Примирение враждовавших сторон состоялось при самой торжественной обстановке, начиная с того, что собравшемуся на драку мужичью была выкачена из поповского погреба сорокаведерная бочка пенного, конечно, в счет Евграфа Павлыча.
— Гуляй, братцы, в мою голову! — кричал в окно поповского дома сам барин.— Бабам сладкой водки, девкам пряников…
Гунька был отправлен в Кургатский завод нарочным с поручением привезти оттуда всякого провианта и господский оркестр музыкантов. Это известие сначала заметно смутило Матильду Карловну, но, расспросив обстоятельства дела, она успокоилась и только усмехнулась: она поняла намерение развернувшегося Евграфа Павлыча.
— Кланяйся барину, да скажи от меня, что не по себе дерево хочет согнуть,— наказывала она, между прочим, отправлявшемуся в обратный путь Гуньке.— Обожжется, пожалуй…
Гунька передал этот наказ в точности, но Евграф Павлыч даже не рассердился, а только промолвил:
— Ученого учить — только портить…
В поповском доме разлилось настоящее море: играла катаевская музыка, пили, играли в карты,— так вплоть до самой ночи, и ночь напролет, и следующий день. Евграф Павлыч требовал только одного, чтобы поповна Марина из своих белых рук подносила ему рюмку за рюмкой, а он целовал у ней руки и вообще ухаживал, как старый петух.

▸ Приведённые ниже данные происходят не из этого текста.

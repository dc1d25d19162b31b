use std::collections::HashSet;

use serde::{Deserialize, Serialize};

use super::error::RouteError;
use crate::auth::{Role, OWNER_ROLES, TENANT_ROLES};

/// Who may enter a route
#[derive(Debug, Clone, PartialEq, Eq, Serialize, Deserialize)]
#[serde(try_from = "AccessSpec", into = "AccessSpec")]
pub enum Access {
    /// Reachable without a token (login, registration)
    Public,
    /// Any role, as long as a token is present
    Authenticated,
    /// Only the listed roles
    Roles(Vec<Role>),
}

impl Access {
    pub fn roles(roles: &[Role]) -> Self {
        Access::Roles(roles.to_vec())
    }

    pub fn permits(&self, role: Role) -> bool {
        match self {
            Access::Public | Access::Authenticated => true,
            Access::Roles(roles) => roles.contains(&role),
        }
    }
}

/// Written form of [`Access`]: `public`, `any`, or a list of roles
#[derive(Debug, Clone, Serialize, Deserialize)]
#[serde(untagged)]
enum AccessSpec {
    Keyword(String),
    Roles(Vec<Role>),
}

impl TryFrom<AccessSpec> for Access {
    type Error = String;

    fn try_from(raw: AccessSpec) -> Result<Self, Self::Error> {
        match raw {
            AccessSpec::Keyword(k) if k == "public" => Ok(Access::Public),
            AccessSpec::Keyword(k) if k == "any" => Ok(Access::Authenticated),
            AccessSpec::Keyword(k) => Err(format!("unknown access keyword '{}'", k)),
            AccessSpec::Roles(roles) if roles.is_empty() => Err("role list cannot be empty".to_string()),
            AccessSpec::Roles(roles) => Ok(Access::Roles(roles)),
        }
    }
}

impl From<Access> for AccessSpec {
    fn from(access: Access) -> Self {
        match access {
            Access::Public => AccessSpec::Keyword("public".to_string()),
            Access::Authenticated => AccessSpec::Keyword("any".to_string()),
            Access::Roles(roles) => AccessSpec::Roles(roles),
        }
    }
}

#[derive(Debug, Clone, PartialEq, Eq, Serialize, Deserialize)]
#[serde(rename_all = "camelCase")]
pub struct RouteDescriptor {
    /// Path pattern; `:name` segments match any single segment
    pub path: String,
    /// i18n key of the menu label
    #[serde(default, skip_serializing_if = "Option::is_none")]
    pub label_key: Option<String>,
    pub access: Access,
    /// Listed in the sidebar
    #[serde(default)]
    pub menu: bool,
}

impl RouteDescriptor {
    pub fn new(path: &str, access: Access) -> Self {
        Self {
            path: path.to_string(),
            label_key: None,
            access,
            menu: false,
        }
    }

    pub fn menu_link(path: &str, label_key: &str, access: Access) -> Self {
        Self {
            path: path.to_string(),
            label_key: Some(label_key.to_string()),
            access,
            menu: true,
        }
    }

    fn is_pattern(&self) -> bool {
        self.path.split('/').any(|s| s.starts_with(':'))
    }

    pub fn matches_path(&self, path: &str) -> bool {
        let wanted: Vec<&str> = segments(&self.path).collect();
        let given: Vec<&str> = segments(path).collect();
        wanted.len() == given.len()
            && wanted
                .iter()
                .zip(&given)
                .all(|(w, g)| if w.starts_with(':') { !g.is_empty() } else { w == g })
    }
}

fn segments(path: &str) -> impl Iterator<Item = &str> {
    let path = path.split(['?', '#']).next().unwrap_or("");
    path.split('/').filter(|s| !s.is_empty())
}

/// Static route table, defined once at startup
#[derive(Debug, Clone, PartialEq, Eq, Serialize)]
pub struct RouteTable {
    routes: Vec<RouteDescriptor>,
}

impl Default for RouteTable {
    fn default() -> Self {
        let owners = || Access::roles(OWNER_ROLES);
        let owners_and_tenants = [OWNER_ROLES, TENANT_ROLES].concat();

        Self {
            routes: vec![
                RouteDescriptor::new("/login", Access::Public),
                RouteDescriptor::new("/register", Access::Public),
                RouteDescriptor::new("/accept-invite", Access::Public),
                RouteDescriptor::menu_link("/", "nav.dashboard", Access::Authenticated),
                RouteDescriptor::menu_link("/properties", "nav.properties", owners()),
                RouteDescriptor::new("/properties/:id", owners()),
                RouteDescriptor::new("/portfolio", owners()),
                RouteDescriptor::menu_link("/units", "nav.units", owners()),
                RouteDescriptor::menu_link("/leases", "nav.leases", Access::Roles(owners_and_tenants)),
                RouteDescriptor::menu_link("/maintenance", "nav.maintenance", Access::Authenticated),
                RouteDescriptor::menu_link("/tenants", "nav.tenants", owners()),
                RouteDescriptor::menu_link("/invites", "nav.invites", owners()),
                RouteDescriptor::menu_link("/settings", "nav.settings", Access::Authenticated),
                RouteDescriptor::new("/onboarding", Access::Authenticated),
            ],
        }
    }
}

impl RouteTable {
    pub fn new(routes: Vec<RouteDescriptor>) -> Result<Self, RouteError> {
        let mut seen = HashSet::new();
        for route in &routes {
            if !route.path.starts_with('/') {
                return Err(RouteError::InvalidTable(format!("path must start with '/': {}", route.path)));
            }
            if !seen.insert(route.path.as_str()) {
                return Err(RouteError::InvalidTable(format!("duplicate path: {}", route.path)));
            }
            if let Access::Roles(roles) = &route.access {
                if roles.is_empty() {
                    return Err(RouteError::InvalidTable(format!("empty role list: {}", route.path)));
                }
            }
        }
        Ok(Self { routes })
    }

    /// Parse a table from YAML: a list of `{ path, labelKey?, access, menu? }`
    pub fn from_yaml(yaml: &str) -> Result<Self, RouteError> {
        let routes: Vec<RouteDescriptor> = serde_yaml::from_str(yaml)?;
        Self::new(routes)
    }

    pub fn routes(&self) -> &[RouteDescriptor] {
        &self.routes
    }

    /// Route for a concrete path; literal routes win over patterns
    pub fn lookup(&self, path: &str) -> Option<&RouteDescriptor> {
        let mut candidates = self.routes.iter().filter(|r| r.matches_path(path));
        let first = candidates.next()?;
        if !first.is_pattern() {
            return Some(first);
        }
        candidates.find(|r| !r.is_pattern()).or(Some(first))
    }

    /// Sidebar links for a role. A missing role is treated as Viewer.
    pub fn visible_links(&self, role: Option<Role>) -> Vec<&RouteDescriptor> {
        let role = role.unwrap_or(Role::Viewer);
        self.routes
            .iter()
            .filter(|r| r.menu && r.access.permits(role))
            .collect()
    }
}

— Ну, попище Андронище, и дочь только ты вырастил! — похваливал Евграф Павлыч, ухмыляясь.— Всему миру на украшение…
— Нашел диво,— ворчал для виду старый поп, польщенный похвалой гостя.— Все они, девки-то, на одну колодку. А вот лучше выпьем, Евграф Павлыч, стомаха ради и частых недуг…
Захмелевший Евграф Павлыч заставил музыкантов играть плясовую и мигнул Федьке, первому своему плясуну, чтобы вставал в пару с Мариной.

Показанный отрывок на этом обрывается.